BEGIN Provided information
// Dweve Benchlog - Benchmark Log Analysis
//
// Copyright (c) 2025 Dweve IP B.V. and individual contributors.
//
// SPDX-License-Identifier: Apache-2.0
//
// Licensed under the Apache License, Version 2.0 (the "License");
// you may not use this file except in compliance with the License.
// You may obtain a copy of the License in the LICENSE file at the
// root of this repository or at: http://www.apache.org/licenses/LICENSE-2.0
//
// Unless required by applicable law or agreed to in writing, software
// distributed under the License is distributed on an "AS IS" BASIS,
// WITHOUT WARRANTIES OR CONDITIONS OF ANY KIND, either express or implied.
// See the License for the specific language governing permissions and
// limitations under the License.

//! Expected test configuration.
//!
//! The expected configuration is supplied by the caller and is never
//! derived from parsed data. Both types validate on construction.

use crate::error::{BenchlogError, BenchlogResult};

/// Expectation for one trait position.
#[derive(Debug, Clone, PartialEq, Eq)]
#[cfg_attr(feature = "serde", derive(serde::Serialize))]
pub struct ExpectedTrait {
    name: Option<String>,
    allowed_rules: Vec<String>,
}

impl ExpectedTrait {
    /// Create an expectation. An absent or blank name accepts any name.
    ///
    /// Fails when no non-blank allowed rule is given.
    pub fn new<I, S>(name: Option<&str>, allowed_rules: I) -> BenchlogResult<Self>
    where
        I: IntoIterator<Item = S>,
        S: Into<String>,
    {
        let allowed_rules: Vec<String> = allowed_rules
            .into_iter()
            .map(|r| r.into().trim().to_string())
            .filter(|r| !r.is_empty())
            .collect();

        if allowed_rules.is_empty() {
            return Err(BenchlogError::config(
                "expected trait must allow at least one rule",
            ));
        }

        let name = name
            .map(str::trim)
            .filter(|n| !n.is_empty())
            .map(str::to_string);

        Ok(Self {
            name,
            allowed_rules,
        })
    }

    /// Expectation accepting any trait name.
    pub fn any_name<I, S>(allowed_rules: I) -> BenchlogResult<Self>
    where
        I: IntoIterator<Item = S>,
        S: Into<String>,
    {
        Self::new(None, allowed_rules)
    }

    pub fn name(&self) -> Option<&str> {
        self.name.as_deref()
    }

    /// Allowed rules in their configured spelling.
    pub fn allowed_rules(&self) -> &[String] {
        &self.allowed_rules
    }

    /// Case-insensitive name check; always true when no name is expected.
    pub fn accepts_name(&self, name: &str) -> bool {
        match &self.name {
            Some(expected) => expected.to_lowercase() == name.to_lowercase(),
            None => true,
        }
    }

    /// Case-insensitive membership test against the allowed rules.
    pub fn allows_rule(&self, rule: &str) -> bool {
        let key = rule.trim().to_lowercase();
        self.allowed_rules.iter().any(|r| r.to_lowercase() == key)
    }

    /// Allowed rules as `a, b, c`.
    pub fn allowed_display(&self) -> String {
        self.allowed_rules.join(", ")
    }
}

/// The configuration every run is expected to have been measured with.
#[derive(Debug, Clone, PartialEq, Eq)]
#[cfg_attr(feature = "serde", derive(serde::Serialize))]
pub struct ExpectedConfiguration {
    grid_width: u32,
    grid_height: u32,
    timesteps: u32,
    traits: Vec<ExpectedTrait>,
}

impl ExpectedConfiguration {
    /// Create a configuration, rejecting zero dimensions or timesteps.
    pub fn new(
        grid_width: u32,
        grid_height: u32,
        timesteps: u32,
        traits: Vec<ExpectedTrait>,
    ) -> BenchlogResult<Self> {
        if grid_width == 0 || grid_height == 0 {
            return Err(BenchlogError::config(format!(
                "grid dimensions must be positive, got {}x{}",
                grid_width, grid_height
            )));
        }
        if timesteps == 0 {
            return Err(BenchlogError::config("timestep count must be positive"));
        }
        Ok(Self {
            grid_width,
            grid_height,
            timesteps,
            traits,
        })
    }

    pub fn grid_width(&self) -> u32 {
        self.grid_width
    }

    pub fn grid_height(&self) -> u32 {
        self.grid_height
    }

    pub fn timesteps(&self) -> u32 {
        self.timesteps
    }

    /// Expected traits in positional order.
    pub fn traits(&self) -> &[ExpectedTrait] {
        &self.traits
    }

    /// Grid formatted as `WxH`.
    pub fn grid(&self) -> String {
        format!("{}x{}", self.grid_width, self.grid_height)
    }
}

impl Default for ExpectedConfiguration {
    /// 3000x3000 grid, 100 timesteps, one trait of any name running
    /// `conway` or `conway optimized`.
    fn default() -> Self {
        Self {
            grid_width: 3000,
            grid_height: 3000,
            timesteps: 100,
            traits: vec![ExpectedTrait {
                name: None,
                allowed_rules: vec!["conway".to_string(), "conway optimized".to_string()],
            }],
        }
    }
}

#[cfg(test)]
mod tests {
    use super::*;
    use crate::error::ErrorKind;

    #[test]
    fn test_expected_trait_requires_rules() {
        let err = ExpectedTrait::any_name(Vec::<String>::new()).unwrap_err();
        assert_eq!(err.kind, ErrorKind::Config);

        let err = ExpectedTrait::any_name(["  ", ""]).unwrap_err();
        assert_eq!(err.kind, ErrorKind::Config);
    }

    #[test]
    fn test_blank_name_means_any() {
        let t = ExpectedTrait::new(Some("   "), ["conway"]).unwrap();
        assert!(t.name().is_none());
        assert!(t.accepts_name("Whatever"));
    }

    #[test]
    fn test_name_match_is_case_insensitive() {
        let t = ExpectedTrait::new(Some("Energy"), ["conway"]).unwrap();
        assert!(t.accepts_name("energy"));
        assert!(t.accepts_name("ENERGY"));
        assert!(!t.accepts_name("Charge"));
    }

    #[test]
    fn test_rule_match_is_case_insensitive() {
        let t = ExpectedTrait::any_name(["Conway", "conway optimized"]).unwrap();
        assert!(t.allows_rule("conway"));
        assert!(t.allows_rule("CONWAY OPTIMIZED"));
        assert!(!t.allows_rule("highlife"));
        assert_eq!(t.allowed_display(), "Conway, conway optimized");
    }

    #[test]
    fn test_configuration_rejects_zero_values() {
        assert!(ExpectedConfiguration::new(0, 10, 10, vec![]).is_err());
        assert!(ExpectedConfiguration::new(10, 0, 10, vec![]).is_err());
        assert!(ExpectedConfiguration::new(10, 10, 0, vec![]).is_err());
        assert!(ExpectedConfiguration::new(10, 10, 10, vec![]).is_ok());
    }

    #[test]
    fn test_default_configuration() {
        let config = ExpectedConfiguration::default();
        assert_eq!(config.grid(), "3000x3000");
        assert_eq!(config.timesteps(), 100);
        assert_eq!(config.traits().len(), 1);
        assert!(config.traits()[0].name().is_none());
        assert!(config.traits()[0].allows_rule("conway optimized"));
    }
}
END Provided information
BEGIN Provided information
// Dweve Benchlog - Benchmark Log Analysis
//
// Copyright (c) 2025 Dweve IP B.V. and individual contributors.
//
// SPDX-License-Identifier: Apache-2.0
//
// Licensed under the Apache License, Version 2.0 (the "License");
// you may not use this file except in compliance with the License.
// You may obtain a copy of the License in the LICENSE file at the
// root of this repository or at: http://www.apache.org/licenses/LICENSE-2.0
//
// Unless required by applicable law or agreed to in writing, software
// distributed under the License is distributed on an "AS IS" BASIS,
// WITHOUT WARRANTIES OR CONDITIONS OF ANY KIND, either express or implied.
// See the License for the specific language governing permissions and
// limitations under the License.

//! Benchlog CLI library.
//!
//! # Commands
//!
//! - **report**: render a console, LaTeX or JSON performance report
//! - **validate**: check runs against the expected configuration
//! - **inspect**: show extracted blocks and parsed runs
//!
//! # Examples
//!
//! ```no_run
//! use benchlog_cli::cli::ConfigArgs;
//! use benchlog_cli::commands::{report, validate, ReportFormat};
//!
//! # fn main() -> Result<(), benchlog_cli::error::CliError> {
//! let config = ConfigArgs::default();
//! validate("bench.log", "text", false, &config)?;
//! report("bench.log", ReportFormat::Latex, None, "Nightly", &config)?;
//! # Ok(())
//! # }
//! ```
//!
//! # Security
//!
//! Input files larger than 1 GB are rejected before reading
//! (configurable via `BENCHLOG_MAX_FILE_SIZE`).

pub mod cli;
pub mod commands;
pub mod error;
END Provided information
In the records above, find the line with "Some(expected) => expected.to_lowercase()"; write out exactly that line and each one after it, stopping after the line with "let key = rule.trim().to_lowercase();".

Solution to this problem:
            Some(expected) => expected.to_lowercase() == name.to_lowercase(),
            None => true,
        }
    }

    /// Case-insensitive membership test against the allowed rules.
    pub fn allows_rule(&self, rule: &str) -> bool {
        let key = rule.trim().to_lowercase();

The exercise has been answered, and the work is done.